Not to mention the flexibility

and power of her voice. "Nothing

Compares 2 U" is still a classic.







Also, there was that time on Saturday Night Live where she

managed to outrage a good percentage of the TV-watching world. That’s a girl with guts, if not skills in

public relations.

That moment is years past now, and O’Connor has retired from

the music biz and since returned. Her newest release, her first album of completely

original work in seven years, hit stores last month. Its title, Theology, seems to have interviewers playing that game where they

ask a question about a thing without really asking it, even fifteen years later.

In a recent interview with one of those

public radio guys who are supposed to be above rolling in dirty tabloid

headlines, the host still fumbles for words about women and his wife before

getting around to his main question: Does society dislike outspoken women?

Gosh, I wonder if that’s a pointed query.

O’Connor takes it in stride, though not surprisingly in a

totally unexpected direction. Who else

would begin (completely without irony) with, "Britney Spears, and Paris

Hilton, and me"? And when she gets to

her point, it’s even more interesting:

"It’s not just women, it’s small

women, actually. No, it is, and I think

that’s very important because a bigger woman would come around and break your

face. You know, they go after the women

that they know are not going to come around to them."

Heh. Although I know

better, Sinéad — my girlfriend is 5’1", but in a verbal sparring match with

Bill O’Reilly, I’d bet on him being in tears by the end of the hour. And you don’t seem the type to stay quiet forever

yourself.

O’Connor finishes her theory of little women with:

"I think it’s acceptable for a

large woman to be outspoken, but little women are meant to sit there looking

pretty."

Well.
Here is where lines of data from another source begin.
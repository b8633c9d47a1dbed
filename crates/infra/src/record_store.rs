//! Record store abstraction and the in-memory implementation.

use std::collections::HashMap;
use std::sync::RwLock;

use chrono::{DateTime, Utc};

use marketfeed_core::{FeedJobId, RecordId, TenantId};
use marketfeed_feeds::FeedJob;
use marketfeed_inventory::{InventoryRecord, SyncStatus, Tenant};

/// Store error.
#[derive(Debug, Clone, thiserror::Error)]
pub enum StoreError {
    #[error("tenant not found: {0}")]
    TenantNotFound(TenantId),
    #[error("record not found: {0}")]
    RecordNotFound(RecordId),
    #[error("job not found: {0}")]
    JobNotFound(FeedJobId),
    /// Conditional update lost: the stored value no longer matches the
    /// caller's snapshot.
    #[error("stale snapshot for tenant {0}")]
    Conflict(TenantId),
    #[error("storage error: {0}")]
    Storage(String),
}

/// The engine's only view of persistence.
///
/// All mutations are per-tenant; callers never issue one operation spanning
/// two tenants, so implementations only need per-key consistency plus the
/// compare-and-swap on `last_execution`.
pub trait RecordStore: Send + Sync {
    fn tenant(&self, id: TenantId) -> Result<Tenant, StoreError>;

    fn upsert_tenant(&self, tenant: Tenant) -> Result<(), StoreError>;

    /// Conditionally advance `last_execution`: succeeds only while the
    /// stored value still equals `expected`. This is the throttle gate's
    /// race closure; a loser sees [`StoreError::Conflict`].
    fn compare_and_set_last_execution(
        &self,
        id: TenantId,
        expected: Option<DateTime<Utc>>,
        new: Option<DateTime<Utc>>,
    ) -> Result<(), StoreError>;

    fn record(&self, id: RecordId) -> Result<InventoryRecord, StoreError>;

    fn upsert_record(&self, record: InventoryRecord) -> Result<(), StoreError>;

    /// Bulk sync-status update, one round trip.
    fn set_sync_status(&self, ids: &[RecordId], status: SyncStatus) -> Result<(), StoreError>;

    /// Persist a freshly-submitted job and link every record of the batch
    /// to it.
    fn insert_job(&self, job: FeedJob, record_ids: &[RecordId]) -> Result<(), StoreError>;

    fn update_job(&self, job: &FeedJob) -> Result<(), StoreError>;

    /// Jobs of one tenant whose status the reconciliation poller still needs
    /// to resolve.
    fn outstanding_jobs(&self, tenant_id: TenantId) -> Result<Vec<FeedJob>, StoreError>;

    fn records_for_job(&self, job_id: FeedJobId) -> Result<Vec<RecordId>, StoreError>;

    fn jobs_for_record(&self, record_id: RecordId) -> Result<Vec<FeedJob>, StoreError>;
}

/// In-memory record store for tests/dev.
#[derive(Debug, Default)]
pub struct InMemoryRecordStore {
    tenants: RwLock<HashMap<TenantId, Tenant>>,
    records: RwLock<HashMap<RecordId, InventoryRecord>>,
    jobs: RwLock<HashMap<FeedJobId, FeedJob>>,
    links: RwLock<HashMap<FeedJobId, Vec<RecordId>>>,
}

impl InMemoryRecordStore {
    pub fn new() -> Self {
        Self::default()
    }
}

impl RecordStore for InMemoryRecordStore {
    fn tenant(&self, id: TenantId) -> Result<Tenant, StoreError> {
        self.tenants
            .read()
            .unwrap()
            .get(&id)
            .cloned()
            .ok_or(StoreError::TenantNotFound(id))
    }

    fn upsert_tenant(&self, tenant: Tenant) -> Result<(), StoreError> {
        self.tenants.write().unwrap().insert(tenant.id, tenant);
        Ok(())
    }

    fn compare_and_set_last_execution(
        &self,
        id: TenantId,
        expected: Option<DateTime<Utc>>,
        new: Option<DateTime<Utc>>,
    ) -> Result<(), StoreError> {
        let mut tenants = self.tenants.write().unwrap();
        let tenant = tenants.get_mut(&id).ok_or(StoreError::TenantNotFound(id))?;
        if tenant.last_execution != expected {
            return Err(StoreError::Conflict(id));
        }
        tenant.last_execution = new;
        Ok(())
    }

    fn record(&self, id: RecordId) -> Result<InventoryRecord, StoreError> {
        self.records
            .read()
            .unwrap()
            .get(&id)
            .cloned()
            .ok_or(StoreError::RecordNotFound(id))
    }

    fn upsert_record(&self, record: InventoryRecord) -> Result<(), StoreError> {
        self.records.write().unwrap().insert(record.id, record);
        Ok(())
    }

    fn set_sync_status(&self, ids: &[RecordId], status: SyncStatus) -> Result<(), StoreError> {
        let mut records = self.records.write().unwrap();
        for id in ids {
            let record = records.get_mut(id).ok_or(StoreError::RecordNotFound(*id))?;
            record.sync_status = status;
        }
        Ok(())
    }

    fn insert_job(&self, job: FeedJob, record_ids: &[RecordId]) -> Result<(), StoreError> {
        let mut jobs = self.jobs.write().unwrap();
        let mut links = self.links.write().unwrap();
        links.insert(job.id, record_ids.to_vec());
        jobs.insert(job.id, job);
        Ok(())
    }

    fn update_job(&self, job: &FeedJob) -> Result<(), StoreError> {
        let mut jobs = self.jobs.write().unwrap();
        if !jobs.contains_key(&job.id) {
            return Err(StoreError::JobNotFound(job.id));
        }
        jobs.insert(job.id, job.clone());
        Ok(())
    }

    fn outstanding_jobs(&self, tenant_id: TenantId) -> Result<Vec<FeedJob>, StoreError> {
        let jobs = self.jobs.read().unwrap();
        let mut result: Vec<_> = jobs
            .values()
            .filter(|j| j.tenant_id == tenant_id && j.status.is_outstanding())
            .cloned()
            .collect();
        result.sort_by_key(|j| (j.submitted_at, j.id));
        Ok(result)
    }

    fn records_for_job(&self, job_id: FeedJobId) -> Result<Vec<RecordId>, StoreError> {
        Ok(self
            .links
            .read()
            .unwrap()
            .get(&job_id)
            .cloned()
            .unwrap_or_default())
    }

    fn jobs_for_record(&self, record_id: RecordId) -> Result<Vec<FeedJob>, StoreError> {
        let links = self.links.read().unwrap();
        let jobs = self.jobs.read().unwrap();
        let mut result: Vec<_> = links
            .iter()
            .filter(|(_, records)| records.contains(&record_id))
            .filter_map(|(job_id, _)| jobs.get(job_id).cloned())
            .collect();
        result.sort_by_key(|j| (j.submitted_at, j.id));
        Ok(result)
    }
}

#[cfg(test)]
mod tests {
    use super::*;
    use marketfeed_feeds::{FeedKind, ProcessingStatus};
    use marketfeed_inventory::TenantCredentials;

    fn tenant() -> Tenant {
        Tenant::new(
            "hatchet-house",
            TenantCredentials {
                seller_id: "SELLER1".into(),
                auth_token: "amzn.mws.token".into(),
            },
        )
    }

    fn record(tenant_id: TenantId) -> InventoryRecord {
        InventoryRecord::new(tenant_id, "SKU-1", "012345678905", "10.00", "1", "New", "2")
    }

    #[test]
    fn cas_succeeds_on_matching_snapshot() {
        let store = InMemoryRecordStore::new();
        let t = tenant();
        let id = t.id;
        store.upsert_tenant(t).unwrap();

        let now = Utc::now();
        store.compare_and_set_last_execution(id, None, Some(now)).unwrap();
        assert_eq!(store.tenant(id).unwrap().last_execution, Some(now));
    }

    #[test]
    fn cas_rejects_stale_snapshot() {
        let store = InMemoryRecordStore::new();
        let t = tenant();
        let id = t.id;
        store.upsert_tenant(t).unwrap();

        let now = Utc::now();
        store.compare_and_set_last_execution(id, None, Some(now)).unwrap();

        // Second run still holds the None snapshot and must lose.
        let err = store
            .compare_and_set_last_execution(id, None, Some(Utc::now()))
            .unwrap_err();
        assert!(matches!(err, StoreError::Conflict(_)));
        assert_eq!(store.tenant(id).unwrap().last_execution, Some(now));
    }

    #[test]
    fn jobs_link_to_all_records_of_the_batch() {
        let store = InMemoryRecordStore::new();
        let t = tenant();
        let tenant_id = t.id;
        store.upsert_tenant(t).unwrap();

        let r1 = record(tenant_id);
        let r2 = record(tenant_id);
        let (id1, id2) = (r1.id, r2.id);
        store.upsert_record(r1).unwrap();
        store.upsert_record(r2).unwrap();

        let job = FeedJob::submitted(tenant_id, FeedKind::Pricing, "feed-1", Utc::now());
        let job_id = job.id;
        store.insert_job(job, &[id1, id2]).unwrap();

        assert_eq!(store.records_for_job(job_id).unwrap(), vec![id1, id2]);
        assert_eq!(store.jobs_for_record(id1).unwrap().len(), 1);
        assert_eq!(store.jobs_for_record(id2).unwrap()[0].id, job_id);
    }

    #[test]
    fn outstanding_jobs_excludes_terminal_statuses() {
        let store = InMemoryRecordStore::new();
        let t = tenant();
        let tenant_id = t.id;
        store.upsert_tenant(t).unwrap();

        let open = FeedJob::submitted(tenant_id, FeedKind::ProductData, "feed-1", Utc::now());
        let mut done = FeedJob::submitted(tenant_id, FeedKind::Pricing, "feed-2", Utc::now());
        done.status = ProcessingStatus::Done;
        let open_id = open.id;
        store.insert_job(open, &[]).unwrap();
        store.insert_job(done, &[]).unwrap();

        let outstanding = store.outstanding_jobs(tenant_id).unwrap();
        assert_eq!(outstanding.len(), 1);
        assert_eq!(outstanding[0].id, open_id);
    }

    #[test]
    fn bulk_sync_status_update_touches_every_record() {
        let store = InMemoryRecordStore::new();
        let t = tenant();
        let tenant_id = t.id;
        store.upsert_tenant(t).unwrap();

        let r1 = record(tenant_id);
        let r2 = record(tenant_id);
        let ids = [r1.id, r2.id];
        store.upsert_record(r1).unwrap();
        store.upsert_record(r2).unwrap();

        store.set_sync_status(&ids, SyncStatus::AwaitingCheck).unwrap();
        for id in ids {
            assert_eq!(store.record(id).unwrap().sync_status, SyncStatus::AwaitingCheck);
        }
    }
}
True, some

media bully small women like the mean kid in the school yard, but she obviously

missed out on a certain View

cohost’s entire last year. Rosie O’Donnell qualifies so highly for

outspoken that she was reamed on a daily basis by a certain "fair and balanced"

network, but she still managed to get made fun of by Donald Trump, of all people, for not being that little woman as

well. Conclusion: Size doesn’t matter if

you are a woman and outspoken.

In promoting Theology,

which she’s said was inspired by the events of Sept. 11, 2001, O’Connor tries

really hard to occupy neutral political ground on her website:

"Theology is an attempt to create a

place of peace in a time of war. I want to be very clear — there is no

message. No preaching. Nothing deep and meaningful the artist wants to say,

nothing trouble making. I simply wanted to make a beautiful thing, out of

something beautiful, which inspires me."

Actually, I’d say that creating things of beauty in a time

of war is a pretty darn big message in itself.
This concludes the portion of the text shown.